Calculating the Family Probability of Three Daughters - Part 1 - Naive Approach

Let's tackle the first question. How strange was my mom's predictive dream? Can a number be placed on it and in effect measure the probability of my mom being correct? Therefore, what is the probability for having a family of three daughters? One of the foundational rules of statistics can be used to calculate this: "The Statistical Multiplication Rule"². The statistical multiplication rule, also known as the "rule of product," is a principle in probability that helps to calculate the probability of several events occurring together. It states that the probability of several independent events occurring simultaneously is the product of the probabilities of each event occurring individually.

For example, consider the probability of rolling a "4" on a six-sided die and also flipping a coin that lands on heads. The probability of rolling a 4 is 1/6 (one of the six sides of the dice) and the probability of flipping a coin to show heads is 1/2 (50%).

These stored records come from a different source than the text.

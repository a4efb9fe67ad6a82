//! Element attached to a lane (stops, detectors, ...).

use super::ElementId;
use crate::movement::{MoveOperation, MoveResult, MoveTarget};
use crate::network::LaneId;
use crate::undo::{ElementState, UndoEntry, UndoList};
use uuid::Uuid;

/// An element placed over a lane at one or more positions (e.g. start and end).
#[derive(Debug, Clone)]
pub struct LaneMarker {
    pub(crate) id: ElementId,
    /// Lane the element is attached to.
    pub lane: LaneId,
    /// Positions over the lane.
    pub positions: Vec<f64>,
    /// Lateral drawing offset while a lane change is previewed.
    pub lateral_offset: f64,
    preview_lane: Option<LaneId>,
}

impl LaneMarker {
    pub fn new(lane: LaneId, positions: Vec<f64>) -> Self {
        Self {
            id: Uuid::new_v4(),
            lane,
            positions,
            lateral_offset: 0.0,
            preview_lane: None,
        }
    }

    pub fn id(&self) -> ElementId {
        self.id
    }

    /// Lane a running drag would move the element to.
    pub fn preview_lane(&self) -> Option<LaneId> {
        self.preview_lane
    }

    pub fn state(&self) -> ElementState {
        ElementState::OnLane {
            lane: self.lane,
            positions: self.positions.clone(),
        }
    }

    pub(crate) fn restore(&mut self, lane: LaneId, positions: Vec<f64>) {
        self.lane = lane;
        self.positions = positions;
        self.lateral_offset = 0.0;
        self.preview_lane = None;
    }

    /// Move the whole element along its lane.
    pub fn move_operation(&self, allow_change_lane: bool) -> MoveOperation {
        MoveOperation::over_lane(self.id, self.lane, self.positions.clone(), allow_change_lane)
    }

    /// Move one of the element's positions (e.g. only its end), leaving the others.
    pub fn move_operation_for_position(&self, index: usize) -> Option<MoveOperation> {
        let position = *self.positions.get(index)?;
        Some(MoveOperation::over_lane_partial(self.id, self.lane, vec![position], vec![index]))
    }

    fn apply_positions(&mut self, result: &MoveResult) {
        let moved = result.positions_over_lane();
        if result.geometry_points_to_move.is_empty() {
            self.positions = moved;
            return;
        }
        for (&index, pos) in result.geometry_points_to_move.iter().zip(moved) {
            if let Some(slot) = self.positions.get_mut(index) {
                *slot = pos;
            }
        }
    }
}

impl MoveTarget for LaneMarker {
    fn set_move_shape(&mut self, result: &MoveResult) {
        self.apply_positions(result);
        self.preview_lane = result.new_lane;
        self.lateral_offset = result.lane_offset;
    }

    fn commit_move_shape(&mut self, result: &MoveResult, undo_list: &mut UndoList) {
        let before = self.state();
        self.apply_positions(result);
        if let Some(lane) = result.new_lane {
            self.lane = lane;
        }
        self.preview_lane = None;
        self.lateral_offset = 0.0;
        let description = if result.new_lane.is_some() {
            "change lane"
        } else {
            "move over lane"
        };
        undo_list.push(UndoEntry {
            element: self.id,
            description: description.to_string(),
            before,
            after: self.state(),
        });
    }
}
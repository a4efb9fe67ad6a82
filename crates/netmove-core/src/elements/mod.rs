//! Movable network elements.

mod free_shape;
mod lane_marker;

pub use free_shape::FreeShape;
pub use lane_marker::LaneMarker;

use crate::movement::{MoveResult, MoveTarget};
use crate::undo::{ElementState, UndoList};
use uuid::Uuid;

/// Unique identifier for elements.
pub type ElementId = Uuid;

/// Enum wrapper for all element types.
#[derive(Debug, Clone)]
pub enum Element {
    Shape(FreeShape),
    LaneMarker(LaneMarker),
}

impl Element {
    pub fn id(&self) -> ElementId {
        match self {
            Element::Shape(s) => s.id(),
            Element::LaneMarker(m) => m.id(),
        }
    }

    /// Snapshot of the state a move can change.
    pub fn state(&self) -> ElementState {
        match self {
            Element::Shape(s) => s.state(),
            Element::LaneMarker(m) => m.state(),
        }
    }

    /// Restore a snapshot taken with [`Element::state`].
    /// Returns false if the snapshot belongs to another kind of element.
    pub fn restore(&mut self, state: &ElementState) -> bool {
        match (self, state) {
            (Element::Shape(s), ElementState::Shape(points)) => {
                s.points = points.clone();
                true
            }
            (Element::LaneMarker(m), ElementState::OnLane { lane, positions }) => {
                m.restore(*lane, positions.clone());
                true
            }
            _ => false,
        }
    }
}

impl MoveTarget for Element {
    fn set_move_shape(&mut self, result: &MoveResult) {
        match self {
            Element::Shape(s) => s.set_move_shape(result),
            Element::LaneMarker(m) => m.set_move_shape(result),
        }
    }

    fn commit_move_shape(&mut self, result: &MoveResult, undo_list: &mut UndoList) {
        match self {
            Element::Shape(s) => s.commit_move_shape(result, undo_list),
            Element::LaneMarker(m) => m.commit_move_shape(result, undo_list),
        }
    }
}

impl From<FreeShape> for Element {
    fn from(shape: FreeShape) -> Self {
        Element::Shape(shape)
    }
}

impl From<LaneMarker> for Element {
    fn from(marker: LaneMarker) -> Self {
        Element::LaneMarker(marker)
    }
}
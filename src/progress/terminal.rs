use crate::progress::ProgressSink;
use indicatif::{ProgressBar, ProgressStyle};
use std::sync::Mutex;

const BAR_TEMPLATE: &str = "[{bar:50}] page {pos} of {len}";

const BAR_CHARS: &str = "##-";

fn bar_style() -> ProgressStyle {
    ProgressStyle::with_template(BAR_TEMPLATE)
        .map(|style| style.progress_chars(BAR_CHARS))
        .unwrap_or_else(|_| ProgressStyle::default_bar())
}

/// Text progress bar on stderr, one bar per chapter
#[derive(Default)]
pub struct TerminalProgress {
    bar: Mutex<Option<ProgressBar>>,
}

impl TerminalProgress {
    pub fn new() -> Self {
        Self::default()
    }

    #[cfg(test)]
    fn position(&self) -> Option<(u64, Option<u64>)> {
        let slot = self.bar.lock().ok()?;
        slot.as_ref().map(|bar| (bar.position(), bar.length()))
    }
}

impl ProgressSink for TerminalProgress {
    fn update(&self, done: usize, total: usize) {
        let Ok(mut slot) = self.bar.lock() else {
            return;
        };

        if done == 0 || slot.is_none() {
            if let Some(previous) = slot.take() {
                previous.finish_and_clear();
            }
            let bar = ProgressBar::new(total as u64);
            bar.set_style(bar_style());
            *slot = Some(bar);
        }

        if let Some(bar) = slot.as_ref() {
            bar.set_length(total as u64);
            bar.set_position(done as u64);
        }
    }

    fn finish(&self) {
        if let Ok(mut slot) = self.bar.lock() {
            if let Some(bar) = slot.take() {
                bar.finish();
            }
        }
    }
}
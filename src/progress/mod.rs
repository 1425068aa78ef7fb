//! Progress reporting for chapter downloads
//!
//! The coordinator reports `(pages archived, pages total)` after every page;
//! sinks only display it and never influence the download.

mod terminal;

pub use terminal::TerminalProgress;

/// Receiver of per-chapter progress notifications
pub trait ProgressSink: Send + Sync {
    /// Called with `(0, total)` when a chapter starts and after each archived page
    fn update(&self, done: usize, total: usize);

    /// Called once when the chapter is finished or abandoned
    fn finish(&self) {}
}

/// Sink that discards every notification
#[derive(Debug, Clone, Copy, Default)]
pub struct NoProgress;

impl ProgressSink for NoProgress {
    fn update(&self, _done: usize, _total: usize) {}
}
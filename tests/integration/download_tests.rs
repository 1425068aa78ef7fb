//! Integration tests for chapter downloads
//!
//! These tests drive `ChapterDownloader` end-to-end with a scripted site
//! adapter and a wiremock server standing in for the image host.

use async_trait::async_trait;
use getmanga::download::{ChapterDownloader, Fetcher, RetryPolicy};
use getmanga::progress::ProgressSink;
use getmanga::state::{Chapter, ChapterOutcome, Page};
use getmanga::storage::FsLibrary;
use getmanga::{FetchError, GetMangaError, SiteAdapter};
use std::collections::HashMap;
use std::fs::File;
use std::path::Path;
use std::sync::atomic::{AtomicUsize, Ordering};
use std::sync::{Arc, Mutex};
use std::time::{Duration, Instant};
use tempfile::TempDir;
use wiremock::matchers::{method, path};
use wiremock::{Mock, MockServer, ResponseTemplate};

/// Site adapter serving a fixed catalogue
///
/// Page `n` of chapter `c` lives at `<host>/pages/c<c>/<n>.html` and shows
/// the image `<host>/img/c<c>/<n>.png`.
struct ScriptedSite {
    chapters: Vec<Chapter>,
    pages: HashMap<String, Vec<Page>>,
    sequential: bool,
    lookup_delay: Duration,
    page_list_calls: AtomicUsize,
    in_flight: AtomicUsize,
    max_in_flight: AtomicUsize,
}

impl ScriptedSite {
    fn new(host: &str, page_counts: &[usize]) -> Self {
        let mut chapters = Vec::new();
        let mut pages = HashMap::new();

        for (index, count) in page_counts.iter().enumerate() {
            let number = index + 1;
            let uri = format!("{}/pages/c{}/", host, number);
            let chapter_pages = (1..=*count)
                .map(|n| Page::new(n.to_string(), format!("{}{}.html", uri, n)))
                .collect();

            pages.insert(uri.clone(), chapter_pages);
            chapters.push(Chapter {
                number: number.to_string(),
                name: format!("scripted_c{:03}", number),
                uri,
                volume: None,
            });
        }

        Self {
            chapters,
            pages,
            sequential: false,
            lookup_delay: Duration::ZERO,
            page_list_calls: AtomicUsize::new(0),
            in_flight: AtomicUsize::new(0),
            max_in_flight: AtomicUsize::new(0),
        }
    }

    fn sequential(mut self) -> Self {
        self.sequential = true;
        self
    }

    fn with_lookup_delay(mut self, delay: Duration) -> Self {
        self.lookup_delay = delay;
        self
    }
}

#[async_trait]
impl SiteAdapter for ScriptedSite {
    fn name(&self) -> &str {
        "scripted"
    }

    fn title(&self) -> &str {
        "scripted"
    }

    async fn list_chapters(&self) -> getmanga::Result<Vec<Chapter>> {
        Ok(self.chapters.clone())
    }

    async fn list_pages(&self, chapter_uri: &str) -> getmanga::Result<Vec<Page>> {
        self.page_list_calls.fetch_add(1, Ordering::SeqCst);
        Ok(self.pages.get(chapter_uri).cloned().unwrap_or_default())
    }

    async fn resolve_image_locator(&self, page_uri: &str) -> getmanga::Result<Option<String>> {
        let now = self.in_flight.fetch_add(1, Ordering::SeqCst) + 1;
        self.max_in_flight.fetch_max(now, Ordering::SeqCst);

        if !self.lookup_delay.is_zero() {
            tokio::time::sleep(self.lookup_delay).await;
        }

        self.in_flight.fetch_sub(1, Ordering::SeqCst);
        Ok(Some(
            page_uri.replace("/pages/", "/img/").replace(".html", ".png"),
        ))
    }

    fn is_sequential_only(&self) -> bool {
        self.sequential
    }
}

/// Progress sink recording every notification
#[derive(Default)]
struct Recorder {
    updates: Mutex<Vec<(usize, usize)>>,
    finished: AtomicUsize,
}

impl ProgressSink for Recorder {
    fn update(&self, done: usize, total: usize) {
        self.updates.lock().unwrap().push((done, total));
    }

    fn finish(&self) {
        self.finished.fetch_add(1, Ordering::SeqCst);
    }
}

async fn mount_image(server: &MockServer, image_path: &str, delay: Duration) {
    Mock::given(method("GET"))
        .and(path(image_path))
        .respond_with(
            ResponseTemplate::new(200)
                .set_body_bytes(image_path.as_bytes().to_vec())
                .set_delay(delay),
        )
        .mount(server)
        .await;
}

async fn mount_chapter(server: &MockServer, chapter: usize, pages: usize, delay: Duration) {
    for n in 1..=pages {
        mount_image(server, &format!("/img/c{}/{}.png", chapter, n), delay).await;
    }
}

fn downloader(site: &Arc<ScriptedSite>, library: &Path, concurrency: usize) -> ChapterDownloader {
    let fetcher = Fetcher::new(
        reqwest::Client::new(),
        RetryPolicy {
            max_attempts: 3,
            delay: Duration::ZERO,
        },
    );
    let adapter: Arc<dyn SiteAdapter> = site.clone();

    ChapterDownloader::new(adapter, Arc::new(fetcher), Arc::new(FsLibrary::new(library)))
        .with_concurrency(concurrency)
}

fn archive_entries(path: &Path) -> Vec<String> {
    let file = File::open(path).unwrap();
    let mut archive = zip::ZipArchive::new(file).unwrap();
    (0..archive.len())
        .map(|i| archive.by_index(i).unwrap().name().to_string())
        .collect()
}

fn library_files(dir: &Path) -> Vec<String> {
    let mut names: Vec<String> = std::fs::read_dir(dir)
        .unwrap()
        .map(|entry| entry.unwrap().file_name().to_string_lossy().into_owned())
        .collect();
    names.sort();
    names
}

#[tokio::test]
async fn test_entries_follow_page_order_under_variable_latency() {
    let server = MockServer::start().await;
    let dir = TempDir::new().unwrap();

    // Page 1 is slowest and page 3 fastest
    let delays = [300, 200, 0, 100, 50];
    for (index, millis) in delays.iter().enumerate() {
        mount_image(
            &server,
            &format!("/img/c1/{}.png", index + 1),
            Duration::from_millis(*millis),
        )
        .await;
    }

    let site = Arc::new(ScriptedSite::new(&server.uri(), &[5]));
    let chapter = site.chapters[0].clone();

    let outcome = downloader(&site, dir.path(), 5)
        .download_chapter(&chapter)
        .await
        .unwrap();

    let path = match outcome {
        ChapterOutcome::Downloaded { path, pages } => {
            assert_eq!(pages, 5);
            path
        }
        other => panic!("expected a download, got {:?}", other),
    };

    assert_eq!(path, dir.path().join("scripted_c001.cbz"));
    assert_eq!(
        archive_entries(&path),
        vec!["001.png", "002.png", "003.png", "004.png", "005.png"]
    );
    assert_eq!(library_files(dir.path()), vec!["scripted_c001.cbz"]);
}

#[tokio::test]
async fn test_archive_entries_hold_image_bytes() {
    let server = MockServer::start().await;
    let dir = TempDir::new().unwrap();
    mount_chapter(&server, 1, 2, Duration::ZERO).await;

    let site = Arc::new(ScriptedSite::new(&server.uri(), &[2]));
    let chapter = site.chapters[0].clone();

    let outcome = downloader(&site, dir.path(), 2)
        .download_chapter(&chapter)
        .await
        .unwrap();

    let mut archive = zip::ZipArchive::new(File::open(outcome.path()).unwrap()).unwrap();
    let mut entry = archive.by_name("002.png").unwrap();
    let mut bytes = Vec::new();
    std::io::Read::read_to_end(&mut entry, &mut bytes).unwrap();

    assert_eq!(bytes, b"/img/c1/2.png");
}

#[tokio::test]
async fn test_failed_page_leaves_no_archive() {
    let server = MockServer::start().await;
    let dir = TempDir::new().unwrap();

    mount_image(&server, "/img/c1/1.png", Duration::ZERO).await;
    mount_image(&server, "/img/c1/2.png", Duration::ZERO).await;
    Mock::given(method("GET"))
        .and(path("/img/c1/3.png"))
        .respond_with(ResponseTemplate::new(503))
        .expect(3)
        .mount(&server)
        .await;
    mount_image(&server, "/img/c1/4.png", Duration::ZERO).await;

    let site = Arc::new(ScriptedSite::new(&server.uri(), &[4]));
    let chapter = site.chapters[0].clone();

    let result = downloader(&site, dir.path(), 2).download_chapter(&chapter).await;

    match result {
        Err(GetMangaError::PageFailed { page, source, .. }) => {
            assert_eq!(page, "3");
            assert!(matches!(source, FetchError::Exhausted { attempts: 3, .. }));
        }
        other => panic!("expected a page failure, got {:?}", other),
    }
    assert!(library_files(dir.path()).is_empty());
}

#[tokio::test]
async fn test_permanent_failure_is_not_retried() {
    let server = MockServer::start().await;
    let dir = TempDir::new().unwrap();

    Mock::given(method("GET"))
        .and(path("/img/c1/1.png"))
        .respond_with(ResponseTemplate::new(404))
        .expect(1)
        .mount(&server)
        .await;

    let site = Arc::new(ScriptedSite::new(&server.uri(), &[1]));
    let chapter = site.chapters[0].clone();

    let result = downloader(&site, dir.path(), 1).download_chapter(&chapter).await;

    assert!(matches!(
        result,
        Err(GetMangaError::PageFailed {
            source: FetchError::Status { status: 404, .. },
            ..
        })
    ));
    assert!(library_files(dir.path()).is_empty());
}

#[tokio::test]
async fn test_existing_archive_is_skipped_without_requests() {
    let server = MockServer::start().await;
    let dir = TempDir::new().unwrap();
    let site = Arc::new(ScriptedSite::new(&server.uri(), &[3]));
    let chapter = site.chapters[0].clone();

    std::fs::write(dir.path().join("scripted_c001.cbz"), b"done").unwrap();
    let downloader = downloader(&site, dir.path(), 2);

    for _ in 0..2 {
        let outcome = downloader.download_chapter(&chapter).await.unwrap();
        assert!(outcome.is_skipped());
    }

    assert_eq!(site.page_list_calls.load(Ordering::SeqCst), 0);
    assert!(server.received_requests().await.unwrap().is_empty());
    assert_eq!(
        std::fs::read(dir.path().join("scripted_c001.cbz")).unwrap(),
        b"done"
    );
}

#[tokio::test]
async fn test_empty_chapter_is_an_error() {
    let server = MockServer::start().await;
    let dir = TempDir::new().unwrap();
    let site = Arc::new(ScriptedSite::new(&server.uri(), &[0]));
    let chapter = site.chapters[0].clone();

    let result = downloader(&site, dir.path(), 2).download_chapter(&chapter).await;

    assert!(matches!(result, Err(GetMangaError::EmptyChapter { .. })));
    assert!(library_files(dir.path()).is_empty());
}

#[tokio::test]
async fn test_concurrency_cap_bounds_wall_clock_time() {
    let server = MockServer::start().await;
    let dir = TempDir::new().unwrap();
    let delay = Duration::from_millis(100);
    mount_chapter(&server, 1, 10, delay).await;

    let site = Arc::new(ScriptedSite::new(&server.uri(), &[10]));
    let chapter = site.chapters[0].clone();

    let started = Instant::now();
    downloader(&site, dir.path(), 2)
        .download_chapter(&chapter)
        .await
        .unwrap();
    let elapsed = started.elapsed();

    // Ten pages through two slots take five rounds
    assert!(elapsed >= delay * 5, "finished too fast: {:?}", elapsed);
    assert!(elapsed < delay * 10, "pages were not fetched in parallel: {:?}", elapsed);
    assert!(site.max_in_flight.load(Ordering::SeqCst) <= 2);
}

#[tokio::test]
async fn test_sequential_site_fetches_one_page_at_a_time() {
    let server = MockServer::start().await;
    let dir = TempDir::new().unwrap();
    mount_chapter(&server, 1, 6, Duration::ZERO).await;

    let site = Arc::new(
        ScriptedSite::new(&server.uri(), &[6])
            .sequential()
            .with_lookup_delay(Duration::from_millis(20)),
    );
    let chapter = site.chapters[0].clone();

    downloader(&site, dir.path(), 4)
        .download_chapter(&chapter)
        .await
        .unwrap();

    assert_eq!(site.max_in_flight.load(Ordering::SeqCst), 1);
}

#[tokio::test]
async fn test_parallel_site_uses_several_slots() {
    let server = MockServer::start().await;
    let dir = TempDir::new().unwrap();
    mount_chapter(&server, 1, 6, Duration::ZERO).await;

    let site = Arc::new(
        ScriptedSite::new(&server.uri(), &[6]).with_lookup_delay(Duration::from_millis(50)),
    );
    let chapter = site.chapters[0].clone();

    downloader(&site, dir.path(), 3)
        .download_chapter(&chapter)
        .await
        .unwrap();

    let max = site.max_in_flight.load(Ordering::SeqCst);
    assert!(max > 1 && max <= 3, "max in flight was {}", max);
}

#[tokio::test]
async fn test_batch_continues_after_failed_chapter() {
    let server = MockServer::start().await;
    let dir = TempDir::new().unwrap();

    mount_chapter(&server, 1, 2, Duration::ZERO).await;
    Mock::given(method("GET"))
        .and(path("/img/c2/1.png"))
        .respond_with(ResponseTemplate::new(403))
        .mount(&server)
        .await;
    mount_chapter(&server, 3, 2, Duration::ZERO).await;

    let site = Arc::new(ScriptedSite::new(&server.uri(), &[2, 1, 2]));
    let chapters = site.chapters.clone();

    let report = downloader(&site, dir.path(), 2)
        .download_chapters(&chapters)
        .await;

    assert_eq!(report.downloaded(), 2);
    assert_eq!(report.failed(), 1);
    let failures: Vec<_> = report.failures().map(|(name, _)| name).collect();
    assert_eq!(failures, vec!["scripted_c002"]);
    assert_eq!(
        library_files(dir.path()),
        vec!["scripted_c001.cbz", "scripted_c003.cbz"]
    );
}

#[tokio::test]
async fn test_download_all_new_starts_after_last_archive() {
    let server = MockServer::start().await;
    let dir = TempDir::new().unwrap();
    mount_chapter(&server, 3, 1, Duration::ZERO).await;
    mount_chapter(&server, 4, 1, Duration::ZERO).await;

    let site = Arc::new(ScriptedSite::new(&server.uri(), &[1, 1, 1, 1]));
    let chapters = site.chapters.clone();

    // Chapter 1 is missing but older than the newest archive
    std::fs::write(dir.path().join("scripted_c002.cbz"), b"done").unwrap();

    let report = downloader(&site, dir.path(), 2)
        .download_all_new(&chapters)
        .await;

    let names: Vec<_> = report.results.iter().map(|(name, _)| name.as_str()).collect();
    assert_eq!(names, vec!["scripted_c003", "scripted_c004"]);
    assert_eq!(report.downloaded(), 2);
    assert!(!dir.path().join("scripted_c001.cbz").exists());
}

#[tokio::test]
async fn test_progress_reports_every_archived_page() {
    let server = MockServer::start().await;
    let dir = TempDir::new().unwrap();
    mount_chapter(&server, 1, 3, Duration::ZERO).await;

    let site = Arc::new(ScriptedSite::new(&server.uri(), &[3]));
    let chapter = site.chapters[0].clone();
    let recorder = Arc::new(Recorder::default());

    downloader(&site, dir.path(), 2)
        .with_progress(recorder.clone())
        .download_chapter(&chapter)
        .await
        .unwrap();

    assert_eq!(
        *recorder.updates.lock().unwrap(),
        vec![(0, 3), (1, 3), (2, 3), (3, 3)]
    );
    assert_eq!(recorder.finished.load(Ordering::SeqCst), 1);
}
//! Storage module for the local chapter library
//!
//! This module handles everything the downloader needs from the local disk:
//! - Creating the library directory
//! - Deriving archive and temporary paths for a chapter
//! - Checking whether a chapter was already downloaded

mod fs;
mod traits;

pub use fs::FsLibrary;
pub use traits::{ChapterStore, StorageError};

/// File extension of finished chapter archives
pub const ARCHIVE_EXTENSION: &str = "cbz";

/// Suffix appended to the final path while an archive is being written
pub const TEMP_SUFFIX: &str = "tmp";
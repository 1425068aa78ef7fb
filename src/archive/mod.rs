//! Chapter archive assembly
//!
//! Archives are written entry by entry into a temporary file and only
//! appear under their final name through a single rename once complete.

mod writer;

pub use writer::{ArchiveError, ArchiveResult, ArchiveWriter};
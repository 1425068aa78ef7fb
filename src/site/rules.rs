//! Per-site extraction rules
//!
//! A site is described by a handful of CSS selectors plus small pure
//! functions that turn link texts and attributes into chapter numbers,
//! page names and page URLs. The defaults cover the most common layout
//! (`/manga/<title>/` index, descending chapter list, `<chapter>/<page>.html`
//! page URLs); each site overrides what differs.

use super::parser::{slug, volume_segment};

pub trait SiteRules: Send + Sync + 'static {
    /// Name used on the command line
    const NAME: &'static str;

    /// Scheme and host, without a trailing slash
    const BASE_URI: &'static str;

    /// Selects the chapter links on the title index page
    const CHAPTERS_CSS: &'static str;

    /// Selects the page entries (usually `<option>`s) on a chapter page
    const PAGES_CSS: &'static str;

    /// Selects the `<img>` holding the page image
    const IMAGE_CSS: &'static str;

    /// Whether the index lists the newest chapter first
    const DESCENDING: bool = true;

    /// Whether the site blocks concurrent page fetches
    const SEQUENTIAL_ONLY: bool = false;

    /// Normalized title used in URLs and archive names
    fn title(input: &str) -> String {
        slug(input, "_")
    }

    /// URL of the title's chapter index
    fn title_uri(base: &str, input: &str) -> String {
        format!("{}/manga/{}/", base, Self::title(input))
    }

    /// Chapter number from the link text; None skips the link
    fn chapter_number(text: &str, _href: &str) -> Option<String> {
        text.trim()
            .split(' ')
            .last()
            .filter(|word| !word.is_empty())
            .map(str::to_string)
    }

    fn chapter_volume(href: &str) -> Option<String> {
        volume_segment(href)
    }

    /// Page name from the entry text and its 1-based position; None skips it
    fn page_name(text: &str, _position: usize) -> Option<String> {
        let text = text.trim();
        (!text.is_empty()).then(|| text.to_string())
    }

    /// URL of the HTML page holding one image
    ///
    /// `value` is the entry's `value` attribute, if any.
    fn page_uri(_base: &str, chapter_uri: &str, page_name: &str, _value: Option<&str>) -> String {
        format!("{}{}.html", chapter_uri, page_name)
    }

    /// True for pages that carry an advertisement instead of an image
    fn is_ad_page(_page_uri: &str) -> bool {
        false
    }
}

Using the statistical multiplication rule, the calculated probability of both events occurring together is 1/6 x 1/2 = 1/12 (8.3%). Simple, right? The statistical multiplication rule can be used to calculate the probability of complex events that are composed of multiple independent events.

The multiplication rule can be applied to my mom's predictive dream of three daughters to assign a numeric probability. Based on global birth data, the actual probability of having a daughter is less than 49%³. To keep it simple, assume the probability of having a daughter [P(Daughter)] is 1/2 (50%). Furthermore, assume having each specific baby gender is an independent event, which means having a prior daughter has no impact on the gender of the future baby. This means that the total probability of having three daughters can simply be calculated by multiplying the independent probability of having a daughter three times. This equates to 1/2 * 1/2 * 1/2 = 1/8 (12.5%).

So, is this it? Well, this is a very naive model of the prediction and only part of the solution, but a good start. There are several key problems with this simple model, to highlight a couple issues:

1. The model is assuming there will be three children born. The correct probability statement of the model above should be "Given there are three children in a family, what is the probability that all three would be girls". This is called a conditional probability⁴, as the probability is "conditioned" on the given event occurring.
2. The model is missing a great deal of other various independent information that can influence the model of starting a family with children. Many (biological/environmental/family/economic) events must "perfectly align" to have a baby; it clearly isn't just as simple as forecasting of the gender.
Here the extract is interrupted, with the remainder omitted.